Dohmke’s perspective is not just philosophical; it is grounded in the realities he observes at GitHub, a platform with more than 100 million developers and a front-row seat to the changing dynamics of software creation. He points to the way AI tools like Copilot are already being adopted by programmers around the world—not as replacements for human effort, but as powerful amplifiers of it. In organizations that have embraced these tools, productivity is soaring, code quality is improving, and engineers are freed from the tedium of boilerplate tasks to focus on higher-level design and problem-solving.
There is, of course, an undercurrent of unease beneath this narrative of progress. For every engineer who eagerly integrates Copilot into their workflow, there is another who wonders whether their core skill set is being devalued. The question is not just economic—Will there be enough jobs for human programmers?—but existential: What does it mean to be a software engineer when machines can code?
Dohmke’s answer is both reassuring and demanding. The future, he argues, will always have a place for humans who can see the bigger picture, empathize with users, and inject ethical considerations into the digital tools that shape our world. AI, for all its impressive capabilities, remains a tool—one that needs guidance, oversight, and, crucially, vision. The best engineers, therefore, will be those who can harness AI’s power to expand their own capacity for innovation.
The implications extend far beyond individual careers. As AI tools become more sophisticated, the barrier to entry for software development will inevitably lower. This democratization of coding has the potential to unlock creativity in millions who previously lacked the training or confidence to participate. It also promises to accelerate the pace of technological change, with all the opportunities—and risks—that entails.

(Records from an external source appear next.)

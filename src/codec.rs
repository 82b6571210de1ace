use bytes::{BufMut, Bytes, BytesMut};
use std::fmt;
use tokio_util::codec::{Decoder, Encoder};

use crate::response::Response;
use crate::Error;

/// Upper bound on a single command line, to prevent an unterminated stream
/// from growing the read buffer without limit.
const MAX_LINE_LENGTH: usize = 1024 * 1024;

/// One complete command line, with the terminating `\n` (and an optional
/// preceding `\r`) already stripped.
///
/// The bytes are carried raw; whether they form valid UTF-8 is a command
/// parsing question, answered on the wire as an error line rather than by
/// tearing down the connection.
#[derive(Clone, Debug, PartialEq)]
pub struct Line(pub Bytes);

impl Line {
    pub fn as_bytes(&self) -> &[u8] {
        &self.0
    }
}

impl From<&str> for Line {
    fn from(s: &str) -> Line {
        Line(Bytes::copy_from_slice(s.as_bytes()))
    }
}

impl fmt::Display for Line {
    fn fmt(&self, f: &mut fmt::Formatter<'_>) -> fmt::Result {
        write!(f, "{}", String::from_utf8_lossy(&self.0))
    }
}

/// Frames the byte stream into `\n`-terminated lines and serializes
/// responses. TCP gives no message boundaries: bytes accumulate in `src`
/// until a full line is available, and a single read may carry several
/// lines, which `decode` hands out one at a time.
pub struct LineCodec;

impl Decoder for LineCodec {
    type Item = Line;
    type Error = Error;

    fn decode(&mut self, src: &mut BytesMut) -> Result<Option<Self::Item>, Self::Error> {
        let Some(at) = src.iter().position(|byte| *byte == b'\n') else {
            if src.len() > MAX_LINE_LENGTH {
                return Err("protocol error; line exceeds maximum length".into());
            }
            // Not enough data for a full line yet.
            return Ok(None);
        };

        if at > MAX_LINE_LENGTH {
            return Err("protocol error; line exceeds maximum length".into());
        }

        let mut line = src.split_to(at + 1);
        line.truncate(at);
        if line.last() == Some(&b'\r') {
            line.truncate(at - 1);
        }

        Ok(Some(Line(line.freeze())))
    }

    // A connection can end with a final command still unterminated in the
    // buffer; it is delivered as a line of whatever remained.
    fn decode_eof(&mut self, src: &mut BytesMut) -> Result<Option<Self::Item>, Self::Error> {
        match self.decode(src)? {
            Some(line) => Ok(Some(line)),
            None if src.is_empty() => Ok(None),
            None => Ok(Some(Line(src.split().freeze()))),
        }
    }
}

impl Encoder<Response> for LineCodec {
    type Error = Error;

    fn encode(&mut self, response: Response, dst: &mut BytesMut) -> Result<(), Self::Error> {
        let bytes: Vec<u8> = response.into();
        dst.reserve(bytes.len());
        dst.put_slice(&bytes);
        Ok(())
    }
}

#[cfg(test)]
mod tests {
    use super::*;

    #[test]
    fn decode_complete_line() {
        let mut codec = LineCodec;
        let mut buffer = BytesMut::from("SET key_0_0 value_42\n");

        let line = codec.decode(&mut buffer).unwrap();

        assert_eq!(line, Some(Line::from("SET key_0_0 value_42")));
        assert!(buffer.is_empty());
    }

    #[test]
    fn decode_strips_carriage_return() {
        let mut codec = LineCodec;
        let mut buffer = BytesMut::from("GET key_0_0\r\n");

        let line = codec.decode(&mut buffer).unwrap();

        assert_eq!(line, Some(Line::from("GET key_0_0")));
    }

    #[test]
    fn decode_waits_for_a_full_line() {
        let mut codec = LineCodec;
        let mut buffer = BytesMut::from("SET key_0_0 val");

        assert_eq!(codec.decode(&mut buffer).unwrap(), None);

        // The rest of the command arrives in a later read.
        buffer.extend_from_slice(b"ue_42\nGET");

        let line = codec.decode(&mut buffer).unwrap();
        assert_eq!(line, Some(Line::from("SET key_0_0 value_42")));

        // The trailing partial command stays buffered.
        assert_eq!(codec.decode(&mut buffer).unwrap(), None);
        assert_eq!(&buffer[..], b"GET");
    }

    #[test]
    fn decode_hands_out_coalesced_lines_one_at_a_time() {
        let mut codec = LineCodec;
        let mut buffer = BytesMut::from("SET a 1\nSET b 2\nGET a\n");

        assert_eq!(codec.decode(&mut buffer).unwrap(), Some(Line::from("SET a 1")));
        assert_eq!(codec.decode(&mut buffer).unwrap(), Some(Line::from("SET b 2")));
        assert_eq!(codec.decode(&mut buffer).unwrap(), Some(Line::from("GET a")));
        assert_eq!(codec.decode(&mut buffer).unwrap(), None);
    }

    #[test]
    fn decode_passes_raw_bytes_through() {
        let mut codec = LineCodec;
        let mut buffer = BytesMut::from(&b"GET \xff\xfe\n"[..]);

        let line = codec.decode(&mut buffer).unwrap().unwrap();

        assert_eq!(line.as_bytes(), b"GET \xff\xfe");
    }

    #[test]
    fn decode_eof_flushes_an_unterminated_line() {
        let mut codec = LineCodec;
        let mut buffer = BytesMut::from("GET key_0_0");

        let line = codec.decode_eof(&mut buffer).unwrap();

        assert_eq!(line, Some(Line::from("GET key_0_0")));
        assert_eq!(codec.decode_eof(&mut buffer).unwrap(), None);
    }

    #[test]
    fn decode_rejects_oversized_lines() {
        let mut codec = LineCodec;
        let mut buffer = BytesMut::new();
        buffer.resize(MAX_LINE_LENGTH + 1, b'x');

        assert!(codec.decode(&mut buffer).is_err());
    }

    #[test]
    fn encode_response() {
        let mut codec = LineCodec;
        let mut buffer = BytesMut::new();

        codec.encode(Response::Ok, &mut buffer).unwrap();
        codec
            .encode(Response::Value(Bytes::from("value_42")), &mut buffer)
            .unwrap();
        codec.encode(Response::Nil, &mut buffer).unwrap();

        assert_eq!(&buffer[..], b"OK\nvalue_42\n(nil)\n");
    }
}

For educational institutions, the challenge is clear. Curricula that focus solely on traditional coding skills may find themselves increasingly out of step with industry needs. Instead, there is growing recognition of the importance of teaching students not just how to code, but how to think, question, and collaborate—both with other humans and with intelligent machines.
For tech companies, the stakes are even higher. Those that succeed in fostering a culture of curiosity and adaptability will thrive in the AI era. Those that cling to old paradigms risk being overtaken by nimbler competitors who can leverage AI not just as a tool, but as a catalyst for reinvention.
In the end, Dohmke’s advice for software engineers is a call to arms for anyone navigating the uncertainties of an AI-driven future. The winners will not be the fastest typists or the most prolific coders, but those who can imagine new possibilities, articulate compelling questions, and orchestrate the talents of both people and machines. The age of AI has arrived. To flourish in it, engineers—and the institutions that train and employ them—must embrace not just new technologies, but new ways of thinking. The coding revolution, it seems, is only just beginning.